The importance of dialogue between cultures

Bishop Xabi Gomez is Bishop of San Felíu de Llobregat. Committed to the pastoral care of migrants, he gave this conference to the young people of MED 25 gathered in Barcelona for the first session.
True dialogue does not seek to win, but to understand (Maria Zambrano).
In the wake of the Mediterranean Meetings, the voyage of the Bel Espoir begins today. For its young crew and for us here, this ship that will connect the ports of all the shores of the Mediterranean is a surprise from God and, as its name indicates, a parable of hope, because each boat at sea represents the Church that must cast its nets in this “Lake Tiberias” that is the Mare Nostrum. And it represents not only the Church of the fishermen of the Kingdom of God, but the Church that weaves and connects wider nets because its Lord urges it to build everywhere the “civilization of love”. It is up to us to do this on the shores of a sea that connects 21 countries spread over three continents, Africa, Asia and Europe, and that this year will reach 529 million people. A landscape that is geographically, culturally, humanly, socially, economically and religiously plural and diverse, with countries that welcome much diversity at their borders. Some of them have deep wounds due to wars, violence or inequalities. A mosaic of cultures, but also of hopes.
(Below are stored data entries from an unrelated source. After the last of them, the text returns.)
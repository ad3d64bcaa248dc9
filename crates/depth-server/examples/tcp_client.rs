//! Interactive client: feed events go out as binary frames on one
//! connection, queries go out as CSV on a second one and the JSON answers
//! are printed.

use std::env;
use std::io::{self, Write};
use std::time::Duration;

use anyhow::{Context, Result};
use depth_protocol::csv_codec::{format_query, parse_feed_line, FeedLine};
use depth_protocol::encode_event_framed;
use tokio::io::{AsyncBufReadExt, AsyncWriteExt, BufReader};
use tokio::net::TcpStream;
use tokio::time::timeout;

#[tokio::main]
async fn main() -> Result<()> {
    // Where to connect: env override or default.
    let addr = env::var("DEPTH_CLIENT_ADDR").unwrap_or_else(|_| "127.0.0.1:9100".to_string());

    println!("Connecting to {}...", addr);
    let mut feed = TcpStream::connect(&addr)
        .await
        .with_context(|| format!("connect feed to {}", addr))?;
    let query = TcpStream::connect(&addr)
        .await
        .with_context(|| format!("connect query to {}", addr))?;
    let (query_read, mut query_write) = query.into_split();
    let mut answers = BufReader::new(query_read).lines();
    println!("Connected.");
    println!("Type CSV lines like:");
    println!("  S, B:100:50, A:101:30, A:102:20");
    println!("  L, 101, A, 80");
    println!("  P, B, 100");
    println!("  R");
    println!("  Q, E | Q, B, A | Q, C, B | Q, V");
    println!("Type 'quit' or 'exit' to leave.\n");

    let stdin = io::stdin();

    loop {
        print!(">> ");
        io::stdout().flush()?;

        let mut line = String::new();
        if stdin.read_line(&mut line)? == 0 {
            println!("\nEOF on stdin, exiting client.");
            break;
        }

        let trimmed = line.trim();
        if trimmed.eq_ignore_ascii_case("quit") || trimmed.eq_ignore_ascii_case("exit") {
            println!("Exiting client.");
            break;
        }

        match parse_feed_line(trimmed) {
            Ok(None) => {}
            Ok(Some(FeedLine::Event(event))) => {
                let mut frame = Vec::with_capacity(64);
                encode_event_framed(&event, &mut frame)?;
                feed.write_all(&frame).await?;
            }
            Ok(Some(FeedLine::Query(q))) => {
                query_write
                    .write_all(format!("{}\n", format_query(&q)).as_bytes())
                    .await?;
                match timeout(Duration::from_secs(1), answers.next_line()).await {
                    Ok(Ok(Some(answer))) => println!("<< {}", answer),
                    Ok(Ok(None)) => {
                        println!("Server closed the query connection.");
                        break;
                    }
                    Ok(Err(e)) => return Err(e).context("read answer"),
                    Err(_) => eprintln!("Timed out waiting for an answer."),
                }
            }
            Err(e) => eprintln!("Could not parse line: {}", e),
        }
    }

    Ok(())
}
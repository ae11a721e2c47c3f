//! Rolling rate window.
//!
//! Accumulates the bytes received on one connection and turns them into a
//! kilobit-per-second sample once the window has been open for at least
//! [`WINDOW_THRESHOLD`].

use chrono::{DateTime, Local};
use std::time::Duration;
use tokio::time::Instant;

/// Minimum age of a window before it is closed into a sample
pub const WINDOW_THRESHOLD: Duration = Duration::from_millis(1000);

/// One bandwidth data point
#[derive(Debug, Clone, Copy, PartialEq, Eq)]
pub struct Sample {
    /// Wall-clock time at which the window was closed
    pub timestamp: DateTime<Local>,
    /// Throughput over the window, floor(bits / elapsed_ms)
    pub kbps: u64,
}

/// Byte accumulator for the currently open interval
#[derive(Debug)]
pub struct RateWindow {
    accumulated_bytes: u64,
    window_start: Instant,
}

impl RateWindow {
    /// Open a window starting now
    pub fn new() -> Self {
        Self::starting_at(Instant::now())
    }

    /// Open a window starting at `start`
    pub fn starting_at(start: Instant) -> Self {
        Self {
            accumulated_bytes: 0,
            window_start: start,
        }
    }

    /// Add `n_bytes` to the current window
    pub fn record(&mut self, n_bytes: u64) {
        self.accumulated_bytes = self.accumulated_bytes.saturating_add(n_bytes);
    }

    /// Close the window into a sample if it is old enough.
    ///
    /// On emission the accumulator is reset and the next window starts at
    /// `now`. Returns `None` while the window is younger than
    /// [`WINDOW_THRESHOLD`].
    pub fn maybe_emit(&mut self, now: Instant) -> Option<Sample> {
        let elapsed = now.saturating_duration_since(self.window_start);
        if elapsed < WINDOW_THRESHOLD {
            return None;
        }

        let elapsed_ms = elapsed.as_millis();
        let bits = u128::from(self.accumulated_bytes) * 8;
        let kbps = u64::try_from(bits / elapsed_ms).unwrap_or(u64::MAX);

        self.accumulated_bytes = 0;
        self.window_start = now;

        Some(Sample {
            timestamp: Local::now(),
            kbps,
        })
    }

    pub fn accumulated_bytes(&self) -> u64 {
        self.accumulated_bytes
    }

    #[cfg(test)]
    pub fn window_start(&self) -> Instant {
        self.window_start
    }
}

impl Default for RateWindow {
    fn default() -> Self {
        Self::new()
    }
}

#[cfg(test)]
mod tests {
    use super::*;

    #[test]
    fn test_no_sample_before_threshold() {
        let start = Instant::now();
        let mut window = RateWindow::starting_at(start);

        let mut total = 0u64;
        for (i, n) in [10u64, 0, 4096, 1, 65536].iter().enumerate() {
            window.record(*n);
            total += *n;
            let now = start + Duration::from_millis(200 * i as u64);
            assert!(window.maybe_emit(now).is_none());
        }

        assert!(window.maybe_emit(start + Duration::from_millis(999)).is_none());
        assert_eq!(window.accumulated_bytes(), total);
        assert_eq!(window.window_start(), start);
    }

    #[test]
    fn test_emit_at_threshold() {
        let start = Instant::now();
        let mut window = RateWindow::starting_at(start);
        window.record(1000);

        let now = start + WINDOW_THRESHOLD;
        let sample = window.maybe_emit(now).unwrap();
        assert_eq!(sample.kbps, 8);
        assert_eq!(window.accumulated_bytes(), 0);
        assert_eq!(window.window_start(), now);
    }

    #[test]
    fn test_kbps_is_floored() {
        // 125000 bytes sent within the first 500ms, checked at 1100ms
        let start = Instant::now();
        let mut window = RateWindow::starting_at(start);

        window.record(100_000);
        assert!(window.maybe_emit(start + Duration::from_millis(300)).is_none());
        window.record(25_000);
        assert!(window.maybe_emit(start + Duration::from_millis(500)).is_none());

        let sample = window.maybe_emit(start + Duration::from_millis(1100)).unwrap();
        assert_eq!(sample.kbps, 909);
        assert_eq!(window.accumulated_bytes(), 0);
    }

    #[test]
    fn test_only_one_sample_per_window() {
        let start = Instant::now();
        let mut window = RateWindow::starting_at(start);
        window.record(5000);

        let first = start + Duration::from_millis(1500);
        assert!(window.maybe_emit(first).is_some());
        // A new window opened at `first`
        window.record(5000);
        assert!(window.maybe_emit(first + Duration::from_millis(10)).is_none());
        assert_eq!(window.accumulated_bytes(), 5000);
    }

    #[test]
    fn test_empty_window_emits_zero() {
        let start = Instant::now();
        let mut window = RateWindow::starting_at(start);
        let sample = window.maybe_emit(start + Duration::from_secs(3)).unwrap();
        assert_eq!(sample.kbps, 0);
    }

    #[test]
    fn test_large_totals_do_not_overflow() {
        let start = Instant::now();
        let mut window = RateWindow::starting_at(start);
        window.record(1 << 40);
        window.record(1 << 40);

        let sample = window.maybe_emit(start + Duration::from_secs(1)).unwrap();
        assert_eq!(sample.kbps, (2u64 << 40) * 8 / 1000);
    }
}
Data show that on the southern and eastern shores, the number of young people under 25 is twice as high as on the northern shores. Overall, the youth unemployment rate in the Mediterranean is 25%, almost double the world average, and most worryingly, in almost all countries, young people view the future of their nation with pessimism. In many parts of Europe, young people will not reach the level of well-being of their parents. It is therefore not only opportune but necessary to encourage intergenerational solidarity, a sense of belonging, shared cultural identities and confidence in the future. Bel Espoir carries its message to all cultures and religions that populate the region. This could be its message drawn from the words spoken repeatedly by Pope Francis: “No one can be saved alone. We are all in the same boat.”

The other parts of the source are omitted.